THE TASK :: Scan the entries and state how many lines contain "written". Write no other text.

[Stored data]
.....

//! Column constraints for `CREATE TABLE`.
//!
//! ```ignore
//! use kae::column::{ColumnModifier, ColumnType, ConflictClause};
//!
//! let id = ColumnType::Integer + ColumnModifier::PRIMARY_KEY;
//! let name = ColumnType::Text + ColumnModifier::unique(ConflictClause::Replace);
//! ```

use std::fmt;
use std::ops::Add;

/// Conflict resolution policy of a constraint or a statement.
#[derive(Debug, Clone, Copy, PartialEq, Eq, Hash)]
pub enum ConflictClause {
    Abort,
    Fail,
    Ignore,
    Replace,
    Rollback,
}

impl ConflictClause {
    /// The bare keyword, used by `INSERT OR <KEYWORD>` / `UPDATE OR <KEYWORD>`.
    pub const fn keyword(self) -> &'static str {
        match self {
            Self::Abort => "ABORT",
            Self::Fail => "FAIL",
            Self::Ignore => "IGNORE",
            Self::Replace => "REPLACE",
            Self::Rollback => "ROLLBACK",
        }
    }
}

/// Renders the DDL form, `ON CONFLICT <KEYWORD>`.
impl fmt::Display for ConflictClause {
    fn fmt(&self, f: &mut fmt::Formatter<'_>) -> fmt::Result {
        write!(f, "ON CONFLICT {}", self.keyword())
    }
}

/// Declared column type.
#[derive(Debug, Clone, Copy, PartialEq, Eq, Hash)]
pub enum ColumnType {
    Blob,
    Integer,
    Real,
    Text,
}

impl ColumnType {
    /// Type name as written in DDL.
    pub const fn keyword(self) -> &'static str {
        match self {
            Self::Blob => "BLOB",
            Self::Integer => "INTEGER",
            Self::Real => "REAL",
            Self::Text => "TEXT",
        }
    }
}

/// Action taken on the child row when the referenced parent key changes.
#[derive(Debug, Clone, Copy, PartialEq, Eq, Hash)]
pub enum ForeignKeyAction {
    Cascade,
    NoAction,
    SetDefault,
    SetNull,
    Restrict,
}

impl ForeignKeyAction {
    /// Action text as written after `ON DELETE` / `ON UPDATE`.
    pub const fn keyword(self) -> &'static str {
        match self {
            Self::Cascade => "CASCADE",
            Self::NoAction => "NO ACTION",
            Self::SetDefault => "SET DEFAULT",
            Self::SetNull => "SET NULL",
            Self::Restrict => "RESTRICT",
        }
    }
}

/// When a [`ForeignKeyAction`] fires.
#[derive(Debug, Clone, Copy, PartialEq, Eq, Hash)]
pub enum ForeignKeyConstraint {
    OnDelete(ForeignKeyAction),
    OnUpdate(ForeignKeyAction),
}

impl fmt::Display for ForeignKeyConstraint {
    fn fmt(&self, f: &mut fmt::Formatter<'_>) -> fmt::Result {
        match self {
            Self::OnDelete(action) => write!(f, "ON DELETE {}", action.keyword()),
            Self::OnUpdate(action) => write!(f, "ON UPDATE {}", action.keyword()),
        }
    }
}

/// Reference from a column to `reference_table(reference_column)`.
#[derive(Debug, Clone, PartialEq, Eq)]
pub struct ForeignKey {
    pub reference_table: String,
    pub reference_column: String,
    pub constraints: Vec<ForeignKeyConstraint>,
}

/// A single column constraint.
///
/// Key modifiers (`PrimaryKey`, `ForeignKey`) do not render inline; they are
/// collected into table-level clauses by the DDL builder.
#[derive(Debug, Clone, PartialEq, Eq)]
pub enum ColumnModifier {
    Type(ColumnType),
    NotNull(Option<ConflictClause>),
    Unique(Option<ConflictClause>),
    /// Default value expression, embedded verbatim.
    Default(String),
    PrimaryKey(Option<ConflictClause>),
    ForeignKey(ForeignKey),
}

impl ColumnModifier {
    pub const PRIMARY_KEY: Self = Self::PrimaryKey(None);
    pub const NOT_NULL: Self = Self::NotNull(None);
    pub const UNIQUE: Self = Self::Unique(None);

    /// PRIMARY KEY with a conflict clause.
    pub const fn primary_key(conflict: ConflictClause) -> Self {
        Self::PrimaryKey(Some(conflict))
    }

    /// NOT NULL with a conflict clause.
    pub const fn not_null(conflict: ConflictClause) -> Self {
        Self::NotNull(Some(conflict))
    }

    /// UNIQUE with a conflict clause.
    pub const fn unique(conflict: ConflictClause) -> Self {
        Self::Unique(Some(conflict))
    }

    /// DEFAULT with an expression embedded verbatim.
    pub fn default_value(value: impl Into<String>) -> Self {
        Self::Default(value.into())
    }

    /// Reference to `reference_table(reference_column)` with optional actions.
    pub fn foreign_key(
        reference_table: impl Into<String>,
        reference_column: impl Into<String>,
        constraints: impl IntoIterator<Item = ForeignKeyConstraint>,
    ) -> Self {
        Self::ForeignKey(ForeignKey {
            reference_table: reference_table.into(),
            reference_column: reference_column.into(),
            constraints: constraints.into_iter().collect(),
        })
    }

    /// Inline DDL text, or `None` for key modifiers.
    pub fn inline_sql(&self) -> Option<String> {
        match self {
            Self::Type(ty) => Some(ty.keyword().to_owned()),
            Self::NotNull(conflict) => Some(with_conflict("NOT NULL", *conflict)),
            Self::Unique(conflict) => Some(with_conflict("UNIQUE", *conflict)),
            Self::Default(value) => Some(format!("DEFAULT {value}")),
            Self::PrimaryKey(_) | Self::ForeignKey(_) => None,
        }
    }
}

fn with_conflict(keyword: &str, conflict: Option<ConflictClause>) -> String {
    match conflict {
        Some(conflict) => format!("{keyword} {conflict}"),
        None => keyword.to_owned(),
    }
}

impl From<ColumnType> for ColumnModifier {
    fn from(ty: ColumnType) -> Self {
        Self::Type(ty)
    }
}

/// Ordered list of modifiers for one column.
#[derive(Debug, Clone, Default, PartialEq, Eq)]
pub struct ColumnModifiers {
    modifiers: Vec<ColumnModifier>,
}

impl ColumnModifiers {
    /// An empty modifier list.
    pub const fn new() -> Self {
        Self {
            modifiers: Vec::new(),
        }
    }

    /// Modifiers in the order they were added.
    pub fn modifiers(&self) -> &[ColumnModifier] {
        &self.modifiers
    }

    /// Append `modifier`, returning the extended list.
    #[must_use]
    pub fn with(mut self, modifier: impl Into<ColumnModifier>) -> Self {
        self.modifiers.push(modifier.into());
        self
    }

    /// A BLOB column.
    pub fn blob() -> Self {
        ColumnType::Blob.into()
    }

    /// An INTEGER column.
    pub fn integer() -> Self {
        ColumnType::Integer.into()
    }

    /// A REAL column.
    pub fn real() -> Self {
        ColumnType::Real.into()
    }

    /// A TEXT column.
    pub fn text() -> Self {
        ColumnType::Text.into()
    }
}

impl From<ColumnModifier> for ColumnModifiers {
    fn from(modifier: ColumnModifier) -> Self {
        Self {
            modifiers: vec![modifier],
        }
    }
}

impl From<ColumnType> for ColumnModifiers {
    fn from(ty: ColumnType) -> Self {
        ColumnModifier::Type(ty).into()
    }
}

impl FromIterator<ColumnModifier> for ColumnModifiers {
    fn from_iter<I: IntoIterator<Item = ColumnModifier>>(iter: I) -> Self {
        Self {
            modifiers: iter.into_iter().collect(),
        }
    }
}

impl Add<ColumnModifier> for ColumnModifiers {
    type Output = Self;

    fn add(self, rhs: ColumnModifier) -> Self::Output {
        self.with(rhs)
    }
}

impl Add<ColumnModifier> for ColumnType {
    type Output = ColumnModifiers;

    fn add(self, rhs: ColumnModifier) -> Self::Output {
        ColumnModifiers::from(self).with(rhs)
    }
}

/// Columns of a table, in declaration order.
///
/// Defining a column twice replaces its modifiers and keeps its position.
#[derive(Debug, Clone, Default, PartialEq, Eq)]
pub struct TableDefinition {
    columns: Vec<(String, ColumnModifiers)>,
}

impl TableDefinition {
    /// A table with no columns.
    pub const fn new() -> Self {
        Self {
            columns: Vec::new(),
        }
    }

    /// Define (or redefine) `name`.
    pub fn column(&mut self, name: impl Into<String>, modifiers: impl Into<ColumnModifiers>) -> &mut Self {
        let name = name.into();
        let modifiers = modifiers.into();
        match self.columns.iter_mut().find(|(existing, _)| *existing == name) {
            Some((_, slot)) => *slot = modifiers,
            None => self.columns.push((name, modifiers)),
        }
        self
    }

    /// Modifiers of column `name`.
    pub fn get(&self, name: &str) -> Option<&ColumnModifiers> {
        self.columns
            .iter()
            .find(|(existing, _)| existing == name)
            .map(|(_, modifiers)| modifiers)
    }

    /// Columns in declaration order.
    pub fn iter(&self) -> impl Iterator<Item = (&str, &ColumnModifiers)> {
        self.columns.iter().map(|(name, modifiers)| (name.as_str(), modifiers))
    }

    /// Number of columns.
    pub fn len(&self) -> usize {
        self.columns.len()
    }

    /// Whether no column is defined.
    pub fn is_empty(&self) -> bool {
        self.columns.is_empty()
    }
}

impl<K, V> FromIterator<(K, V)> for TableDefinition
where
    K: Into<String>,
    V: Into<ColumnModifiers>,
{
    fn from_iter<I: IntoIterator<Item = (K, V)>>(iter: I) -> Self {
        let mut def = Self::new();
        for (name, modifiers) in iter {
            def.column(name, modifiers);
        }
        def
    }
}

.....

OUTPUT FOR THIS TASK :: 2